_Your goal_:
Each line in the entries below that holds the string "ConnectionRunner" must be copied.
START Provided information
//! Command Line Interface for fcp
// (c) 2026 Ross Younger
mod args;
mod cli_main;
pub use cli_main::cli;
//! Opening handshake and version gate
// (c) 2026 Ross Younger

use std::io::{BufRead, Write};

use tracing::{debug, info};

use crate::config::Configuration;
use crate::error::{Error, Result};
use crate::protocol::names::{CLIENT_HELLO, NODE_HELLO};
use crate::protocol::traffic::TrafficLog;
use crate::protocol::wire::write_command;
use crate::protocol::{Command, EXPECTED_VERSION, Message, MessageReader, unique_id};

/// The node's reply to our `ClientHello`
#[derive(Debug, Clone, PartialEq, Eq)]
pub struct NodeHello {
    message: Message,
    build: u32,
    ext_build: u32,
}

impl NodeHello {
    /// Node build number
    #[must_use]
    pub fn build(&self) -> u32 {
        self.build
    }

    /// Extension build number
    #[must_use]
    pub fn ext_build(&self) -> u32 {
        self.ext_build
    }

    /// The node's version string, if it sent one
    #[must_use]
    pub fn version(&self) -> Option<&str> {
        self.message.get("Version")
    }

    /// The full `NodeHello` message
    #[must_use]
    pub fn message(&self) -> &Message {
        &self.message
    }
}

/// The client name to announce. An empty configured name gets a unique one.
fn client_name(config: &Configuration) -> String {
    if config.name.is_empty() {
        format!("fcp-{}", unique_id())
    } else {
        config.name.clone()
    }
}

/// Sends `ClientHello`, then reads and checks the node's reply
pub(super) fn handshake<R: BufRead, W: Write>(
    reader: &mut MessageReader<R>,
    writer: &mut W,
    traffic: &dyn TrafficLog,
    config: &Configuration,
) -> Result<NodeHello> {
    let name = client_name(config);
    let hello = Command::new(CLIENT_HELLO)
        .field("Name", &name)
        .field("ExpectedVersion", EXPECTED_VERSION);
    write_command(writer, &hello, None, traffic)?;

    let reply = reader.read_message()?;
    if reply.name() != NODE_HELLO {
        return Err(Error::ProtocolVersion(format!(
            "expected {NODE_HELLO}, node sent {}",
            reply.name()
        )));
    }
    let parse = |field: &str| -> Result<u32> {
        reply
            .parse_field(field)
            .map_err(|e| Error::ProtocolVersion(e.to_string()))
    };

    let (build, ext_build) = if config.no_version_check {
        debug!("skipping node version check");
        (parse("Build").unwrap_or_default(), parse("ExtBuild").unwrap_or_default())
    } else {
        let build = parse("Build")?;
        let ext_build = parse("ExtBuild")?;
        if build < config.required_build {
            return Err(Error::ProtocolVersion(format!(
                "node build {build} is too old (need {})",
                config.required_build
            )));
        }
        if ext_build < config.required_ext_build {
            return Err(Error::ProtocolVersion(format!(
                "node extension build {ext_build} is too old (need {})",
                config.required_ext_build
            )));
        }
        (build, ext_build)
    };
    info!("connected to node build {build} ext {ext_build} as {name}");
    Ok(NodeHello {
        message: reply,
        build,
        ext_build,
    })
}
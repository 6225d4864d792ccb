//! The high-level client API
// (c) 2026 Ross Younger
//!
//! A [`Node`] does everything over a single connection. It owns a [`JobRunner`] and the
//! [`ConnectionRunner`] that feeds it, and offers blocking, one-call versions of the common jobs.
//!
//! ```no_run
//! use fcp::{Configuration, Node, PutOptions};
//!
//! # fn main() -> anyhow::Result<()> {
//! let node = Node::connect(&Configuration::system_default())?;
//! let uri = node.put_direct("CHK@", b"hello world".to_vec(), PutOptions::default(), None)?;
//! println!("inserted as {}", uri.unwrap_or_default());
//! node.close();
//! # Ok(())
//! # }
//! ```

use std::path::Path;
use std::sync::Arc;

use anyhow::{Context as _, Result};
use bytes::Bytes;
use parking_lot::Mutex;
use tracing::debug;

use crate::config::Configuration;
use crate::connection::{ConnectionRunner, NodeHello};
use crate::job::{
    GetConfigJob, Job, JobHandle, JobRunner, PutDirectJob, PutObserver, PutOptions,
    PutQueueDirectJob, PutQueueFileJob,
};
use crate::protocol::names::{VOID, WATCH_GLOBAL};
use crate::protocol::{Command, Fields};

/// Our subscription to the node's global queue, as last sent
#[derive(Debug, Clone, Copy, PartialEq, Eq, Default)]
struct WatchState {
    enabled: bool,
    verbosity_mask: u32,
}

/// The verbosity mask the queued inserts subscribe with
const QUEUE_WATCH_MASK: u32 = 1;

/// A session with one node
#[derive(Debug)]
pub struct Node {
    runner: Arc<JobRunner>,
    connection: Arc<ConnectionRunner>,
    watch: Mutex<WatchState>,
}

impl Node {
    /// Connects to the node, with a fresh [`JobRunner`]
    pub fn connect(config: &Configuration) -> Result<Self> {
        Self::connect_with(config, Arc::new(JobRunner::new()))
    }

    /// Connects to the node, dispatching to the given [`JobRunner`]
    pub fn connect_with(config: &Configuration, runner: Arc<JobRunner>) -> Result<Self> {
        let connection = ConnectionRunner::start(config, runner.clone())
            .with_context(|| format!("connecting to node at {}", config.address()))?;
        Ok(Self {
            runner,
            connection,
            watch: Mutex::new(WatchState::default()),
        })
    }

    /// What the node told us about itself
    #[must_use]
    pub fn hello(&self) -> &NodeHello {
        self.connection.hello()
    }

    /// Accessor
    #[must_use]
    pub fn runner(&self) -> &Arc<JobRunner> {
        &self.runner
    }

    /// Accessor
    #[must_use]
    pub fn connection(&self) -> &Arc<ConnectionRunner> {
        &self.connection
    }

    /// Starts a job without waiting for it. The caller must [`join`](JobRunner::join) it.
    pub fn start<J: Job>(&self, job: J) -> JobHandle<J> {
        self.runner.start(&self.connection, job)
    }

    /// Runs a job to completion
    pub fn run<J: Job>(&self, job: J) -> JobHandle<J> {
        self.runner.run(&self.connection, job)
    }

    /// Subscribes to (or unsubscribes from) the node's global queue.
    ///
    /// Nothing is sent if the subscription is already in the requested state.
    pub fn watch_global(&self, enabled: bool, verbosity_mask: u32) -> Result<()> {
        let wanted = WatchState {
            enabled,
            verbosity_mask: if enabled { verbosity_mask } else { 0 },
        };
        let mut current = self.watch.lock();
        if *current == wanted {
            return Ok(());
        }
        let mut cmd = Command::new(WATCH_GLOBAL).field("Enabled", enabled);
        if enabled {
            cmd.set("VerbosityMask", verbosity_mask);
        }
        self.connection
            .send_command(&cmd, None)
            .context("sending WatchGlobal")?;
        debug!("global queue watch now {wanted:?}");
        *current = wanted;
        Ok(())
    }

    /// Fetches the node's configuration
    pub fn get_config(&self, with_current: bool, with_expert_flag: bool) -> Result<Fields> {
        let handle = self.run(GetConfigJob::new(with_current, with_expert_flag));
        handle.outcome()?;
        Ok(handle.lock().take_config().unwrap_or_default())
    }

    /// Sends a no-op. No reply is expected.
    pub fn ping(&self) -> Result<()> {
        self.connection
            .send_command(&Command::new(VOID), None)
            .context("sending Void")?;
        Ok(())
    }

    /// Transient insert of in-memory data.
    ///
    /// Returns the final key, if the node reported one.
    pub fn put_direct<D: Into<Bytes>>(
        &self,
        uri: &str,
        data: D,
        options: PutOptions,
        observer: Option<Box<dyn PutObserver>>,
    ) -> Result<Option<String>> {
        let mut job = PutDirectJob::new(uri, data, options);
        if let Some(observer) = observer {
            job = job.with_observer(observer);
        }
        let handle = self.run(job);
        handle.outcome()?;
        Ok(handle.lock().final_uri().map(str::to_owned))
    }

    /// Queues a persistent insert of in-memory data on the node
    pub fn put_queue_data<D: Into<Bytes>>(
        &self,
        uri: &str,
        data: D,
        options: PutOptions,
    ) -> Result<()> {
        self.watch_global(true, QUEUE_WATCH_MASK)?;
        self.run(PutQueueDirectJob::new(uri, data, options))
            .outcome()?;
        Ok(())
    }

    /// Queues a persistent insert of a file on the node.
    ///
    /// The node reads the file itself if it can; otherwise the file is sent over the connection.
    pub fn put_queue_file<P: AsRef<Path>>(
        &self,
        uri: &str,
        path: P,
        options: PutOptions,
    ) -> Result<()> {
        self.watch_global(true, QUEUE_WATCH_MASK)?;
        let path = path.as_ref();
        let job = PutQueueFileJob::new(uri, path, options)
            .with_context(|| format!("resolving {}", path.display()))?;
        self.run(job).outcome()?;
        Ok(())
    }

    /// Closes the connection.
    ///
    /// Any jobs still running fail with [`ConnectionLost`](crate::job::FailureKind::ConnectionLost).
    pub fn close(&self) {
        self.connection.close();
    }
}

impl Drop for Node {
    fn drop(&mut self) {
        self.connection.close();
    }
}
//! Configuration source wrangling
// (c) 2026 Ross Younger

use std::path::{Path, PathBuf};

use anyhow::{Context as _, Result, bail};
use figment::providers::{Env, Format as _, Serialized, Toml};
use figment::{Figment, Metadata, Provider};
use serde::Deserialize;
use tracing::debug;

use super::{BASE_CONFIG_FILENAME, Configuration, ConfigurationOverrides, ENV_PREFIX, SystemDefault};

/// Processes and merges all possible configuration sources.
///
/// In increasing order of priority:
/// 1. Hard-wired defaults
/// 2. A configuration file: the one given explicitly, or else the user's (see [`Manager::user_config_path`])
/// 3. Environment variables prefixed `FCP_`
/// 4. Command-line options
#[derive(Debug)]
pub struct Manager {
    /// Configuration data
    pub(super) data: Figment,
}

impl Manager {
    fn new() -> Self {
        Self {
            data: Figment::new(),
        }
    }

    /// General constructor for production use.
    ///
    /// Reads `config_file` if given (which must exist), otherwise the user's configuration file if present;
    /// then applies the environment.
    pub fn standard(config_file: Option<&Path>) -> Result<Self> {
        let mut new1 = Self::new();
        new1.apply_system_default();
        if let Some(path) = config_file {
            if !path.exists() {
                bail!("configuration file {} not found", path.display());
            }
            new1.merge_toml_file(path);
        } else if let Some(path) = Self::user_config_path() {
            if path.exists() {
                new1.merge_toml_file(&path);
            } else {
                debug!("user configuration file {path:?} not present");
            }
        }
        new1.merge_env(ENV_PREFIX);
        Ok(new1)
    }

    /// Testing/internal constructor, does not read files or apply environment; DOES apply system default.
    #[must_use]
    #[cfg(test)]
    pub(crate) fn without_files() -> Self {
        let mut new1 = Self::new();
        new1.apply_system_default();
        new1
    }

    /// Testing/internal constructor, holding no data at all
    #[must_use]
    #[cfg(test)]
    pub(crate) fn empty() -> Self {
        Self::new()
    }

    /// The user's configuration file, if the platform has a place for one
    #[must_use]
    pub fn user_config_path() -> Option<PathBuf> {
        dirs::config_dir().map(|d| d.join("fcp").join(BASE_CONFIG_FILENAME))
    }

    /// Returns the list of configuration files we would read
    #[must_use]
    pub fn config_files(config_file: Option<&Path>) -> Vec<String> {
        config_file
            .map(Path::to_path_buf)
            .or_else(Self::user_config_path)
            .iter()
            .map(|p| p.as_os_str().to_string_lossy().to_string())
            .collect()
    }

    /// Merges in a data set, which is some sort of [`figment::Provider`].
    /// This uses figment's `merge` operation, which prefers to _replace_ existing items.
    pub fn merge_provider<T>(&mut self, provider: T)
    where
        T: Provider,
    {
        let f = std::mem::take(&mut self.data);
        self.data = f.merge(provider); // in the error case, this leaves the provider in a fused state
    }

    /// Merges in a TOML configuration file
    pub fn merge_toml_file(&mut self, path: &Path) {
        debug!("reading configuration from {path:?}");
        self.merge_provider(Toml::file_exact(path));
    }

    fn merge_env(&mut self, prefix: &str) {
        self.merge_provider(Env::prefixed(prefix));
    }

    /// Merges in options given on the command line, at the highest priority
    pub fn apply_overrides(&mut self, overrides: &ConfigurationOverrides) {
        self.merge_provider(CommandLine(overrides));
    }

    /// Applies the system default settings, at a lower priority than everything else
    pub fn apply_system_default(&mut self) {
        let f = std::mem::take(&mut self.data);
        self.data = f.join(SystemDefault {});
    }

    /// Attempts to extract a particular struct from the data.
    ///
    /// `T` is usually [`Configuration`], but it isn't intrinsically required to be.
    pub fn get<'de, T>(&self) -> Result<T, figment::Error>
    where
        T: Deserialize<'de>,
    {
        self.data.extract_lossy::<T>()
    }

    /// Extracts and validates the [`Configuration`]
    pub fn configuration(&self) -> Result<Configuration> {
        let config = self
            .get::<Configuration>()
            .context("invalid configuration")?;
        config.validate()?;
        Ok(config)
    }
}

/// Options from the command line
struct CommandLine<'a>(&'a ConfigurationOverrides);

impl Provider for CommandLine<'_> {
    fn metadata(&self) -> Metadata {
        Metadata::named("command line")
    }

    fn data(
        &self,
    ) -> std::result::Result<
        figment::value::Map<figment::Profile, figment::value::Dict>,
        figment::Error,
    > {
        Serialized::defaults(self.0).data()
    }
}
END Provided information
_Output_:
//! [`ConnectionRunner`] that feeds it, and offers blocking, one-call versions of the common jobs.
use crate::connection::{ConnectionRunner, NodeHello};
    connection: Arc<ConnectionRunner>,
        let connection = ConnectionRunner::start(config, runner.clone())
    pub fn connection(&self) -> &Arc<ConnectionRunner> {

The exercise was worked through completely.